This record was my first good introduction to Brecht’s Threepenny Opera. It was a full cast recording of a production by the New York Shakespeare Festival which, contrary to its name, as well as Shakespeare has presented the works of many writers over the years including Brecht, Sam Shepard, Anton Chekov, Samuel Beckett and Euripides. This production starred Raul Julia as Macheath or Mack the Knife. The translation by Ralph Manheim and John Willett isn’t watered down. It is harsh and at times offensive. Obscenities fly thick and fast and the disturbing aspects of the main character, Mack the Knife, are retained. Over the years some versions of the song Mack the Knife have made him a loveable rogue when originally the character was capable of any act of violence and depravity. There’s nothing pleasant or loveable about him (in this translation mention is made of him starting a “ghastly fire in Soho” that killed seven children and of sexually assaulting a child). In a way I view Threepenny Opera as a precurser to A Clockwork Orange. In both works the main characters are vile but we are coaxed into identifying with them, we’re in many ways made to feel complicit in their actions which has the effect of making us more revulsed by them and it forces us an an audience or listener to think about the wider implications of those actions and of a society which created such vile individuals. In both the Threepenny Opera and in A Clockwork Orange the society that has created these protagonists is portrayed as even more disturbing. Macheath’s crimes cannot compare to the industrialized slaughter and colonialism of the military “The troops live under / The cannons’ thunder / From Sind to Cooch Behar / Moving from place to place / When they come face to face / With a different breed of fellow / Whose skins are black or yellow / They quick as winking chop them into beefsteak tartare”. Macheath, Mr Peachum and his army of beggars are just a microcosm of the wider culture which is seen as currupt. Humanity, we are told in one of the songs, is kept alive through bestial acts – “what keeps mankind alive? The fact that millions / Are daily tortured, stifled, punished, silenced, oppressed / Mankind can keep alive thanks to its brilliance / In keeping its humanity repressed.”

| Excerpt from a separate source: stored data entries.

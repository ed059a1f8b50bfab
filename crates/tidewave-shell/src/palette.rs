//! Side panels and the keyboard command palette

use fuzzy_matcher::skim::SkimMatcherV2;
use fuzzy_matcher::FuzzyMatcher;
use serde::{Deserialize, Serialize};
use tidewave_core::types::Panel;

/// Visibility of the mutually exclusive side panels
#[derive(Debug, Clone, Copy, Default, PartialEq, Eq)]
pub struct PanelState {
    open: Option<Panel>,
}

impl PanelState {
    pub fn open_panel(&self) -> Option<Panel> {
        self.open
    }

    pub fn is_open(&self, panel: Panel) -> bool {
        self.open == Some(panel)
    }

    /// Open `panel` (closing the others) or close it if already open
    pub fn toggle(&mut self, panel: Panel) -> Option<Panel> {
        self.open = if self.is_open(panel) { None } else { Some(panel) };
        self.open
    }

    /// Open `panel` regardless of current state
    pub fn reveal(&mut self, panel: Panel) {
        self.open = Some(panel);
    }

    pub fn close(&mut self) {
        self.open = None;
    }
}

/// Operation a command triggers on the session
#[derive(Debug, Clone, Copy, PartialEq, Eq, Serialize, Deserialize)]
#[serde(rename_all = "snake_case")]
pub enum ShellAction {
    TogglePanel(Panel),
    ToggleBookmark,
    Back,
    Forward,
    Reload,
    NewTab,
    ToggleTheme,
}

#[derive(Debug, Clone, Serialize, Deserialize)]
pub struct Command {
    pub id: String,
    pub name: String,
    pub description: String,
    pub shortcut: Option<String>,
    pub category: CommandCategory,
    pub action: ShellAction,
}

#[derive(Debug, Clone, Copy, PartialEq, Eq, Serialize, Deserialize)]
pub enum CommandCategory {
    Navigation,
    Panels,
    Bookmarks,
    Settings,
}

pub struct CommandPalette {
    commands: Vec<Command>,
    matcher: SkimMatcherV2,
}

impl std::fmt::Debug for CommandPalette {
    fn fmt(&self, f: &mut std::fmt::Formatter<'_>) -> std::fmt::Result {
        f.debug_struct("CommandPalette")
            .field("commands", &self.commands.len())
            .finish()
    }
}

impl CommandPalette {
    pub fn new() -> Self {
        let mut palette = Self {
            commands: Vec::new(),
            matcher: SkimMatcherV2::default(),
        };

        // Register default commands
        palette.register_defaults();
        palette
    }

    fn register_defaults(&mut self) {
        let defaults = [
            (
                "toggle_bookmarks",
                "Toggle Bookmarks",
                "Show or hide the bookmarks panel",
                "Ctrl+B",
                CommandCategory::Panels,
                ShellAction::TogglePanel(Panel::Bookmarks),
            ),
            (
                "toggle_history",
                "Toggle History",
                "Show or hide the history panel",
                "Ctrl+H",
                CommandCategory::Panels,
                ShellAction::TogglePanel(Panel::History),
            ),
            (
                "toggle_downloads",
                "Toggle Downloads",
                "Show or hide the downloads panel",
                "Ctrl+J",
                CommandCategory::Panels,
                ShellAction::TogglePanel(Panel::Downloads),
            ),
            (
                "bookmark_page",
                "Bookmark Page",
                "Add or remove a bookmark for the current page",
                "Ctrl+D",
                CommandCategory::Bookmarks,
                ShellAction::ToggleBookmark,
            ),
            (
                "back",
                "Go Back",
                "Go to the previous page",
                "Alt+Left",
                CommandCategory::Navigation,
                ShellAction::Back,
            ),
            (
                "forward",
                "Go Forward",
                "Go to the next page",
                "Alt+Right",
                CommandCategory::Navigation,
                ShellAction::Forward,
            ),
            (
                "reload",
                "Reload",
                "Reload the current page",
                "Ctrl+R",
                CommandCategory::Navigation,
                ShellAction::Reload,
            ),
            (
                "new_tab",
                "New Tab",
                "Return to the new tab page",
                "Ctrl+T",
                CommandCategory::Navigation,
                ShellAction::NewTab,
            ),
            (
                "toggle_theme",
                "Toggle Theme",
                "Switch between dark and light themes",
                "Ctrl+Shift+L",
                CommandCategory::Settings,
                ShellAction::ToggleTheme,
            ),
        ];

        for (id, name, description, shortcut, category, action) in defaults {
            self.register(Command {
                id: id.to_string(),
                name: name.to_string(),
                description: description.to_string(),
                shortcut: Some(shortcut.to_string()),
                category,
                action,
            });
        }
    }

    pub fn register(&mut self, command: Command) {
        self.commands.push(command);
    }

    pub fn commands(&self) -> &[Command] {
        &self.commands
    }

    /// Resolve a key chord such as "ctrl+b" to its command
    pub fn command_for_shortcut(&self, keys: &str) -> Option<&Command> {
        let wanted = normalize_chord(keys);
        self.commands.iter().find(|cmd| {
            cmd.shortcut
                .as_deref()
                .is_some_and(|shortcut| normalize_chord(shortcut) == wanted)
        })
    }

    pub fn search(&self, query: &str) -> Vec<Command> {
        let mut results: Vec<(i64, Command)> = self
            .commands
            .iter()
            .filter_map(|cmd| {
                self.matcher
                    .fuzzy_match(&cmd.name, query)
                    .map(|score| (score, cmd.clone()))
            })
            .collect();

        // Sort by score descending
        results.sort_by(|a, b| b.0.cmp(&a.0));

        results.into_iter().map(|(_, cmd)| cmd).take(10).collect()
    }
}

impl Default for CommandPalette {
    fn default() -> Self {
        Self::new()
    }
}

fn normalize_chord(keys: &str) -> String {
    keys.chars()
        .filter(|c| !c.is_whitespace())
        .collect::<String>()
        .to_ascii_lowercase()
}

It is odd that the song Mack the Knife became so watered down so much over time that it was almost a novelty song. I love Louis Armstrong and I even love his version but it’s all wrong. It misses the point. The other direction that portrayals of Brecht’s work have gone in lately is that they embrace the violence and the darkness, celebrating those aspects, sort of like an exploitation flick would. In these versions Brecht’s work becomes violence chic. Darkness is apparently cool these days though it feels just as empty when it’s approached in this manner as when it’s approached as a novelty song. When it’s stripped of all context it becomes meaningless. The whole point of The Threepenny Opera is that the dehumanization and commodification of individuals through societal conventions and norms breeds characters like Macheath who thrive in such a society. In many ways Brecht’s work is a critique of capitalism as he saw it and of the structures that he viewed as enforcing it and protecting it. This production didn’t water down Brecht’s vision nor did it make the mistake of celebrating its darker aspects. I don’t speak nor do I understand German but I have read and seen as many different translations of The Threepenny Opera as I have been able to and I feel that of all the versions in English that I know this has the most focus and the most punch. This production makes Brecht’s intentions and his arguements clear. I love this record. It is great.
Raul Julia also starred in a 1989 film production of the Threepenny Opera called Mack the Knife. I haven’t seen all of it but what I have seen didn’t thrill me much. The songs, translated by Marc Blitzstein, Menahem Golan and Dov Seltzer lost some of their sting and it doesn’t have a great look to it. The dance numbers are over the top, out of place, annoying and distracting. The 1931 film by Pabst, though hated by Brecht, is remarkable and well worth checking out. It is one of the best things I have ever seen.